Abstract: SA-PO1008
A Novel Frameshift Mutation in CLCN5 in a Family with Podocytopathy Phenotype
Session Information
- Glomerular Diseases: Podocyte Biology - II
November 04, 2023 | Location: Exhibit Hall, Pennsylvania Convention Center
Abstract Time: 10:00 AM - 12:00 PM
Category: Glomerular Diseases
- 1403 Podocyte Biology
Authors
- Moore, Adolya M., Duke University, Durham, North Carolina, United States
- Lane, Brandon M., Duke University School of Medicine, Durham, North Carolina, United States
- Chryst-Stangl, Megan, Duke University School of Medicine, Durham, North Carolina, United States
- Wu, Guanghong, Duke University School of Medicine, Durham, North Carolina, United States
- Gbadegesin, Rasheed A., Duke University School of Medicine, Durham, North Carolina, United States
Background
Steroid resistant nephrotic syndrome (SRNS) is a common cause of pediatric chronic kidney disease (CKD). However, the cause of approximately 80% of familial SRNS cases remain unknown. We hypothesized that additional genetic causes of disease can be discovered through next generation sequencing analysis of a large cohort of families with NS.
Methods
To identify the genetic cause of podocytopathy we performed whole genome sequencing, followed by direct sequencing and segregation analysis in over 300 patients from ~200 families.
Results
We identified a novel segregating hemizygote truncating mutation (c.1199del, p.Gly400ValfsTer29) in the gene encoding Chloride Voltage Gated Channel 5 (CLCN5) in a family with four affected boys with NS phenotypes including nephrotic range proteinuria and biopsy proven focal segmental glomerulosclerosis (FSGS). Segregation analysis revealed that the mother is heterozygous for the same variant, while the variant is absent in the father.

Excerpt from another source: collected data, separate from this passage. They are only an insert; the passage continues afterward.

//! Desktop shell UI composition and interaction surfaces.

mod icon_grid;
mod menus;
mod taskbar;
mod window;

use leptos::ev::PointerEvent;
use leptos::*;
use system_ui::{DesktopRoot, DesktopWindowLayer};

use self::{icon_grid::DesktopIcons, taskbar::DesktopTaskbar, window::DesktopWindow};

use crate::{
    bus::ShellMessage,
    model::{DragSubject, PointerPosition, WindowId},
};

pub use crate::runtime_context::{use_desktop_runtime, DesktopProvider, DesktopRuntimeContext};

pub(crate) const DESKTOP_ROOT_DOM_ID: &str = "desktop-shell-root";
pub(crate) const ICON_GRID_DOM_ID: &str = "desktop-icon-grid";

fn pointer_from_pointer_event(ev: &web_sys::PointerEvent) -> PointerPosition {
    PointerPosition {
        x: ev.client_x(),
        y: ev.client_y(),
    }
}

fn is_primary_press(ev: &web_sys::PointerEvent) -> bool {
    if ev.pointer_type() == "mouse" {
        ev.button() == 0
    } else {
        ev.is_primary()
    }
}

fn window_drag_active(runtime: DesktopRuntimeContext) -> bool {
    runtime.interaction.with_untracked(|interaction| {
        matches!(
            interaction.drag.as_ref().map(|session| &session.subject),
            Some(DragSubject::Window(_))
        )
    })
}

#[component]
/// Root desktop surface: icon grid, window layer, and taskbar.
pub fn DesktopShell() -> impl IntoView {
    let runtime = use_desktop_runtime();
    let window_ids = create_memo(move |_| runtime.state.with(|state| state.window_ids()));

    let on_pointermove = Callback::new(move |ev: PointerEvent| {
        if window_drag_active(runtime) {
            runtime.publish(ShellMessage::PointerMoved(pointer_from_pointer_event(&ev)));
        }
    });
    let on_pointerup = Callback::new(move |_: PointerEvent| {
        if window_drag_active(runtime) {
            runtime.publish(ShellMessage::PointerReleased);
        }
    });
    let on_pointerleave = Callback::new(move |_: PointerEvent| {
        if window_drag_active(runtime) {
            runtime.publish(ShellMessage::PointerLeftSurface);
        }
    });

    view! {
        <DesktopRoot
            id=DESKTOP_ROOT_DOM_ID
            on_pointermove=on_pointermove
            on_pointerup=on_pointerup
            on_pointerleave=on_pointerleave
        >
            <DesktopIcons />
            <DesktopWindowLayer>
                <For
                    each=move || window_ids.get()
                    key=|window_id: &WindowId| window_id.clone()
                    let:window_id
                >
                    <DesktopWindow window_id=window_id />
                </For>
            </DesktopWindowLayer>
            <DesktopTaskbar />
        </DesktopRoot>
    }
}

Chloride Voltage Gated Channel 5 encodes a member of the chloride ion channels and ion transporters that regulate endosomal acidification and receptor mediated endocytosis in tubules. Mutations in CLCN5 is a major cause of Dent Disease, a proximal tubulopathy characterized by hypercalciuria, nephrocalcinosis and nephrolithiasis. However, CLCN5 is enriched in the podocyte at the mRNA and protein level. We also analyzed whole exome sequencing data from additional 200 patients with nephrotic syndrome and identified another family with a hemizygote variant of unknown significance (VUS).
Conclusion
Pathogenic variants in CLCN5 represent a rare cause of secondary podocytopathy and should be included in the gene panel for SRNS. Analysis of iPSC-derived podocytes from this family will unravel the mechanisms by which CLCN5 deficiency in podocyte can cause a podocytopathy-like phenotype.
Funding
- Private Foundation Support